Your instructions: Pull out from the material below all lines with "iter".
------------
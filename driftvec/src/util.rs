pub static EOS: &str = "</s>";

/// Tolerance for small negative values.
const NEGATIVE_TOLERANCE: f32 = 1e-5;

/// The logistic function 1 / (1 + e^-x).
#[inline]
pub fn logistic(x: f32) -> f32 {
    1.0 / (1.0 + (-x).exp())
}

/// Add a small value, to prevent returning Inf on underflow.
#[inline]
pub fn safe_ln(v: f32) -> f32 {
    (v + NEGATIVE_TOLERANCE).ln()
}

/// Compare two float slices for bitwise equality.
pub(crate) fn bits_eq(a: &[f32], b: &[f32]) -> bool {
    a.len() == b.len() && a.iter().zip(b).all(|(x, y)| x.to_bits() == y.to_bits())
}

#[cfg(test)]
pub use self::test::*;

#[cfg(test)]
mod test {
    use super::{logistic, safe_ln};

    pub fn close(a: f32, b: f32, eps: f32) -> bool {
        (a - b).abs() <= eps
    }

    pub fn all_close(a: &[f32], b: &[f32], eps: f32) -> bool {
        a.len() == b.len() && a.iter().zip(b).all(|(&av, &bv)| close(av, bv, eps))
    }

    #[test]
    fn logistic_test() {
        assert!(close(logistic(0.0), 0.5, 1e-6));
        assert!(close(logistic(2.0), 0.8807971, 1e-6));
        assert!(close(logistic(-2.0), 1.0 - 0.8807971, 1e-6));
    }

    #[test]
    fn safe_ln_zero_is_finite() {
        assert!(safe_ln(0.0).is_finite());
    }
}
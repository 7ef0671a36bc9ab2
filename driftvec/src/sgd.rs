use std::io::{Read, Write};

use crate::error::{Error, Result};
use crate::io::{
    read_f32, read_f32_vec, read_usize_vec, write_f32, write_f32_vec, write_usize_vec,
    ReadModelBinary, WriteModelBinary,
};
use crate::util::bits_eq;
use crate::vec_simd;

/// Default decay exponent.
pub const DEFAULT_KAPPA: f32 = 0.6;

/// Stochastic gradient descent parametrization and state.
///
/// Each dimension carries its own step counter `t` and step size
/// `rho = max(rho_lower_bound, (tau + t)^-kappa)`. The training core
/// drives a single dimension, but the state is kept per-dimension so a
/// caller can shard it differently.
#[derive(Clone, Debug)]
pub struct Sgd {
    tau: f32,
    kappa: f32,
    rho_lower_bound: f32,
    rho: Vec<f32>,
    t: Vec<usize>,
}

impl Sgd {
    pub fn new(dimension: usize, tau: f32, kappa: f32, rho_lower_bound: f32) -> Result<Self> {
        if dimension == 0 {
            return Err(Error::invalid_config("SGD needs at least one dimension"));
        }
        if !tau.is_finite() || tau < 0.0 {
            return Err(Error::invalid_config(format!(
                "SGD shift must be finite and non-negative, got {}",
                tau
            )));
        }
        if !kappa.is_finite() || kappa <= 0.0 || kappa > 1.0 {
            return Err(Error::invalid_config(format!(
                "SGD decay exponent must be in (0, 1], got {}",
                kappa
            )));
        }
        if !rho_lower_bound.is_finite() || rho_lower_bound < 0.0 {
            return Err(Error::invalid_config(format!(
                "SGD step size floor must be finite and non-negative, got {}",
                rho_lower_bound
            )));
        }

        let mut sgd = Sgd {
            tau,
            kappa,
            rho_lower_bound,
            rho: vec![0.0; dimension],
            t: vec![0; dimension],
        };
        for dim in 0..dimension {
            sgd.compute_rho(dim);
        }
        Ok(sgd)
    }

    pub fn dimension(&self) -> usize {
        self.rho.len()
    }

    /// Advance the step counter of a dimension, decaying its step size.
    pub fn step(&mut self, dim: usize) {
        self.t[dim] += 1;
        self.compute_rho(dim);
    }

    /// Current step size of a dimension.
    pub fn get_rho(&self, dim: usize) -> f32 {
        self.rho[dim]
    }

    /// Gradient step: `x -= rho[dim] * g`.
    pub fn gradient_update(&self, dim: usize, g: &[f32], x: &mut [f32]) {
        vec_simd::scaled_add(x, g, -self.rho[dim]);
    }

    /// Scaled gradient step: `x -= alpha * rho[dim] * g`.
    pub fn scaled_gradient_update(&self, dim: usize, g: &[f32], x: &mut [f32], alpha: f32) {
        vec_simd::scaled_add(x, g, -alpha * self.rho[dim]);
    }

    /// Rewind a dimension to its initial step size.
    pub fn reset(&mut self, dim: usize) {
        self.t[dim] = 0;
        self.compute_rho(dim);
    }

    fn compute_rho(&mut self, dim: usize) {
        let offset = self.tau + self.t[dim] as f32;
        // A zero offset would make the power blow up; start from a unit
        // step size instead.
        let rho = if offset > 0.0 {
            offset.powf(-self.kappa)
        } else {
            1.0
        };
        self.rho[dim] = rho.max(self.rho_lower_bound);
    }

    pub(crate) fn from_parts(
        tau: f32,
        kappa: f32,
        rho_lower_bound: f32,
        rho: Vec<f32>,
        t: Vec<usize>,
    ) -> Result<Self> {
        if rho.len() != t.len() || rho.is_empty() {
            return Err(Error::invariant("step size and counter tables mismatch"));
        }
        Ok(Sgd {
            tau,
            kappa,
            rho_lower_bound,
            rho,
            t,
        })
    }
}

impl PartialEq for Sgd {
    fn eq(&self, other: &Self) -> bool {
        self.tau.to_bits() == other.tau.to_bits()
            && self.kappa.to_bits() == other.kappa.to_bits()
            && self.rho_lower_bound.to_bits() == other.rho_lower_bound.to_bits()
            && bits_eq(&self.rho, &other.rho)
            && self.t == other.t
    }
}

impl<W> WriteModelBinary<W> for Sgd
where
    W: Write,
{
    fn write_model_binary(&self, write: &mut W) -> Result<()> {
        write_f32(write, self.tau)?;
        write_f32(write, self.kappa)?;
        write_f32(write, self.rho_lower_bound)?;
        write_f32_vec(write, &self.rho)?;
        write_usize_vec(write, &self.t)?;
        Ok(())
    }
}

impl<R> ReadModelBinary<R> for Sgd
where
    R: Read,
{
    fn read_model_binary(read: &mut R) -> Result<Self> {
        let tau = read_f32(read)?;
        let kappa = read_f32(read)?;
        let rho_lower_bound = read_f32(read)?;
        let rho = read_f32_vec(read)?;
        let t = read_usize_vec(read)?;
        Sgd::from_parts(tau, kappa, rho_lower_bound, rho, t)
    }
}

#[cfg(test)]
mod tests {
    use std::io::Cursor;

    use super::Sgd;
    use crate::error::Error;
    use crate::io::{ReadModelBinary, WriteModelBinary};
    use crate::util::{all_close, close};

    #[test]
    fn step_sizes_decay_to_the_floor() {
        let mut sgd = Sgd::new(1, 0.0, 0.5, 0.01).unwrap();

        sgd.step(0);
        assert!(close(sgd.get_rho(0), 1.0, 1e-6));

        for _ in 1..4 {
            sgd.step(0);
        }
        assert!(close(sgd.get_rho(0), 0.5, 1e-6));

        for _ in 4..1_000_000 {
            sgd.step(0);
        }
        assert!(close(sgd.get_rho(0), 0.01, 1e-6));
    }

    #[test]
    fn step_sizes_are_monotone() {
        let mut sgd = Sgd::new(1, 2.0, 0.6, 0.0).unwrap();
        let mut last = sgd.get_rho(0);
        for _ in 0..1000 {
            sgd.step(0);
            assert!(sgd.get_rho(0) <= last);
            last = sgd.get_rho(0);
        }
    }

    #[test]
    fn reset_restores_the_initial_step_size() {
        let mut sgd = Sgd::new(1, 1.0, 0.6, 0.0).unwrap();
        let initial = sgd.get_rho(0);
        for _ in 0..100 {
            sgd.step(0);
        }
        assert!(sgd.get_rho(0) < initial);
        sgd.reset(0);
        assert!(close(sgd.get_rho(0), initial, 1e-6));
    }

    #[test]
    fn gradient_updates_scale_by_rho() {
        let mut sgd = Sgd::new(1, 0.0, 0.5, 0.0).unwrap();
        // One step: rho = 1; three more: rho = 0.5.
        for _ in 0..4 {
            sgd.step(0);
        }

        let g = [1.0, -2.0, 0.5];
        let mut x = [0.0, 0.0, 0.0];
        sgd.gradient_update(0, &g, &mut x);
        assert!(all_close(&x, &[-0.5, 1.0, -0.25], 1e-6));

        sgd.scaled_gradient_update(0, &g, &mut x, -2.0);
        assert!(all_close(&x, &[0.5, -1.0, 0.25], 1e-6));
    }

    #[test]
    fn invalid_hyperparameters_are_rejected() {
        assert!(matches!(
            Sgd::new(0, 0.0, 0.6, 0.0),
            Err(Error::InvalidConfig(_))
        ));
        assert!(matches!(
            Sgd::new(1, f32::NAN, 0.6, 0.0),
            Err(Error::InvalidConfig(_))
        ));
        assert!(matches!(
            Sgd::new(1, 0.0, 1.5, 0.0),
            Err(Error::InvalidConfig(_))
        ));
        assert!(matches!(
            Sgd::new(1, 0.0, 0.6, -0.1),
            Err(Error::InvalidConfig(_))
        ));
    }

    #[test]
    fn round_trip() {
        let mut sgd = Sgd::new(1, 0.5, 0.7, 0.001).unwrap();
        for _ in 0..17 {
            sgd.step(0);
        }
        let mut buf = Vec::new();
        sgd.write_model_binary(&mut buf).unwrap();
        let read = Sgd::read_model_binary(&mut Cursor::new(buf)).unwrap();
        assert_eq!(sgd, read);
    }
}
------------
Task solution:
    a.len() == b.len() && a.iter().zip(b).all(|(x, y)| x.to_bits() == y.to_bits())
        a.len() == b.len() && a.iter().zip(b).all(|(&av, &bv)| close(av, bv, eps))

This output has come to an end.